Iron-regulated expression of a cytosolic ascorbate peroxidase encoded by the APX1 gene in Arabidopsis seedlings.

Iron (Fe) is an essential element for living organisms. However, under aerobic conditions, its use is complicated because of its high insolubility and its potential toxicity through reactivity with reduced forms of oxygen. In plants, Fe overload can lead to intracellular concentrations beyond the storage and detoxification capacities of cells. Such a displacement toward a pro-oxidant state can activate antioxidant defenses, including Fe-mediated expression of ascorbate peroxidase genes. In this work, we demonstrate that Fe overload specifically induces the AtAPX1 gene encoding a cytosolic ascorbate peroxidase in Arabidopsis leaves. The strong constitutive expression of the AtAPX1 gene in roots is unaffected by Fe and depends on the first 5'-untranslated region intron. Presence of an AtAPX1 expressed sequence tag in the Arabidopsis database, longer in its 5' region than what could be predicted from the published AtAPX1transcription initiation site, leads to define a new transcription initiation region for this gene.

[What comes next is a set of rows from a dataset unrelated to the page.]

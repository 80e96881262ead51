//! Raster-scan orchestration.
//!
//! The engine owns one mirror driver and one photon counter for the length of
//! a scan. For every grid point, in x-major order, it drives the mirror and
//! then acquires a single count. The loop is strictly sequential: the mirror
//! has to settle and the counter has to integrate before the next point.
//!
//! Failure policy:
//! - Configuration, range and calibration problems are found before the
//!   first drive command and abort with an error.
//! - A failed acquisition degrades that cell to an invalid result and the
//!   raster continues.
//! - A failed drive stops the raster. Cells already collected are returned
//!   in a report tagged [`ScanStatus::Aborted`].

use std::sync::atomic::{AtomicBool, Ordering};
use std::sync::Arc;
use std::time::Instant;

use hardware::mirror::{MirrorDriver, MirrorError, VoltageCodec};
use hardware::odmr::{AcquisitionResult, PhotonCounter, RequestSettings};
use serde::Serialize;
use thiserror::Error;
use tracing::{debug, info, warn};

use crate::config::{ConfigError, ScanConfig};
use crate::grid::Coordinate;
use crate::matrix::ResultMatrix;

/// Errors that prevent a scan from starting.
#[derive(Error, Debug)]
pub enum ScanError {
    /// Scan parameters are invalid or exceed the optical range.
    #[error("Invalid scan configuration: {0}")]
    Config(#[from] ConfigError),

    /// A grid corner cannot be driven with the loaded calibration.
    #[error("Mirror pre-flight failed: {0}")]
    Mirror(#[from] MirrorError),
}

/// Request to stop a running scan between points.
#[derive(Debug, Clone, Default)]
pub struct CancelToken(Arc<AtomicBool>);

impl CancelToken {
    /// New, not cancelled.
    pub fn new() -> Self {
        Self::default()
    }

    /// Ask the scan to stop before its next point.
    pub fn cancel(&self) {
        self.0.store(true, Ordering::SeqCst);
    }

    /// Whether cancellation has been requested.
    pub fn is_cancelled(&self) -> bool {
        self.0.load(Ordering::SeqCst)
    }
}

/// How a scan ended.
#[derive(Debug, Clone, PartialEq, Serialize)]
#[serde(tag = "status", rename_all = "snake_case")]
pub enum ScanStatus {
    /// Every point was visited.
    Complete,
    /// Stopped on request after `completed` points.
    Cancelled {
        /// Points measured before the stop
        completed: usize,
    },
    /// Stopped by a mirror failure after `completed` points.
    Aborted {
        /// Points measured before the failure
        completed: usize,
        /// The drive error
        reason: String,
    },
}

/// Outcome of [`ScanEngine::run`].
#[derive(Debug, Clone, Serialize)]
pub struct ScanReport {
    /// Results in raster order
    pub matrix: ResultMatrix,
    /// How the scan ended
    pub status: ScanStatus,
    /// Cells without a valid count
    pub invalid_points: usize,
    /// Wall-clock duration in seconds
    pub elapsed_s: f64,
}

impl ScanReport {
    /// True unless every point was visited.
    pub fn is_partial(&self) -> bool {
        self.status != ScanStatus::Complete
    }
}

/// Drives one raster scan over an owned mirror and photon counter.
///
/// `run` consumes the engine, so a mirror or counter cannot be shared by
/// two scans at once. Both are closed when the scan ends, however it ends.
pub struct ScanEngine<M: MirrorDriver, C: PhotonCounter> {
    mirror: M,
    counter: C,
    codec: VoltageCodec,
    request: RequestSettings,
    cancel: CancelToken,
}

impl<M: MirrorDriver, C: PhotonCounter> ScanEngine<M, C> {
    /// Create an engine from its devices and conversion settings.
    pub fn new(mirror: M, counter: C, codec: VoltageCodec, request: RequestSettings) -> Self {
        Self {
            mirror,
            counter,
            codec,
            request,
            cancel: CancelToken::new(),
        }
    }

    /// Use an externally held cancellation token.
    pub fn with_cancel_token(mut self, cancel: CancelToken) -> Self {
        self.cancel = cancel;
        self
    }

    /// Token that stops this engine's scan.
    pub fn cancel_token(&self) -> CancelToken {
        self.cancel.clone()
    }

    /// Run the scan described by `config`.
    ///
    /// Returns an error only if the scan could not start; in that case no
    /// drive command has been sent.
    pub fn run(mut self, config: &ScanConfig) -> Result<ScanReport, ScanError> {
        let result = self.scan(config);
        self.mirror.close();
        self.counter.close();
        result
    }

    /// Range and calibration checks on the grid corners.
    fn preflight(&self, config: &ScanConfig) -> Result<(), ScanError> {
        for (x, y) in config.grid()?.corners() {
            let (vx, vy) = self
                .codec
                .coordinate_drive(x, y, config.volts_per_micron)
                .map_err(ConfigError::from)?;
            self.mirror.check(vx, vy)?;
        }
        Ok(())
    }

    fn scan(&mut self, config: &ScanConfig) -> Result<ScanReport, ScanError> {
        self.preflight(config)?;

        let grid = config.grid()?;
        let integration = config.integration()?;
        let request = self.request.request_for(integration);
        let (nx, ny) = grid.shape();
        let mut matrix = ResultMatrix::new(&grid);
        let mut status = ScanStatus::Complete;
        let started = Instant::now();

        info!(
            "Starting raster scan: {}x{} points, {:.3} s integration",
            nx,
            ny,
            integration.as_secs_f64()
        );

        for point in grid.points() {
            if self.cancel.is_cancelled() {
                info!("Scan cancelled after {} points", matrix.filled());
                status = ScanStatus::Cancelled {
                    completed: matrix.filled(),
                };
                break;
            }

            let Coordinate { x, y } = point.coordinate;
            let drive = match self.codec.coordinate_drive(x, y, config.volts_per_micron) {
                Ok((vx, vy)) => self.mirror.drive(vx, vy).map_err(|e| e.to_string()),
                Err(e) => Err(e.to_string()),
            };
            if let Err(reason) = drive {
                warn!("Mirror drive failed at ({}, {}): {}", x, y, reason);
                status = ScanStatus::Aborted {
                    completed: matrix.filled(),
                    reason,
                };
                break;
            }

            let result = match self.counter.measure(&request, integration) {
                Ok(result) => result,
                Err(e) => {
                    warn!("Acquisition failed at ({}, {}): {}", x, y, e);
                    AcquisitionResult::invalid()
                }
            };
            debug!(
                "Point ({}, {}) -> {} (valid: {})",
                x, y, result.photon_count, result.valid
            );
            matrix.push(result);

            if point.j + 1 == ny {
                info!("Row {}/{} done (x = {})", point.i + 1, nx, x);
            }
        }

        let invalid_points = matrix.invalid_count();
        let elapsed_s = started.elapsed().as_secs_f64();
        info!(
            "Scan finished: {} of {} points, {} invalid, {:.1} s",
            matrix.filled(),
            grid.len(),
            invalid_points,
            elapsed_s
        );

        Ok(ScanReport {
            matrix,
            status,
            invalid_points,
            elapsed_s,
        })
    }
}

A minimal promoter sequence enabling Fe-induced expression of the AtAPX1 gene is defined by following expression of various AtAPX1::beta-glucuronidase constructs in transformed Arabidopsis plantlets. This 118-bp minimal promoter sequence contains an Fe-dependent regulatory sequence-like cis-element known to be necessary for maize (Zea mays) and Arabidopsis ferritin gene derepression in response to Fe overload. Site-directed mutagenesis of this element within the AtAPX1 promoter sequence does not abolish the Fe-dependent activation of a reporter gene, indicating that it is likely not involved in the Fe-regulated expression of the AtAPX1 gene.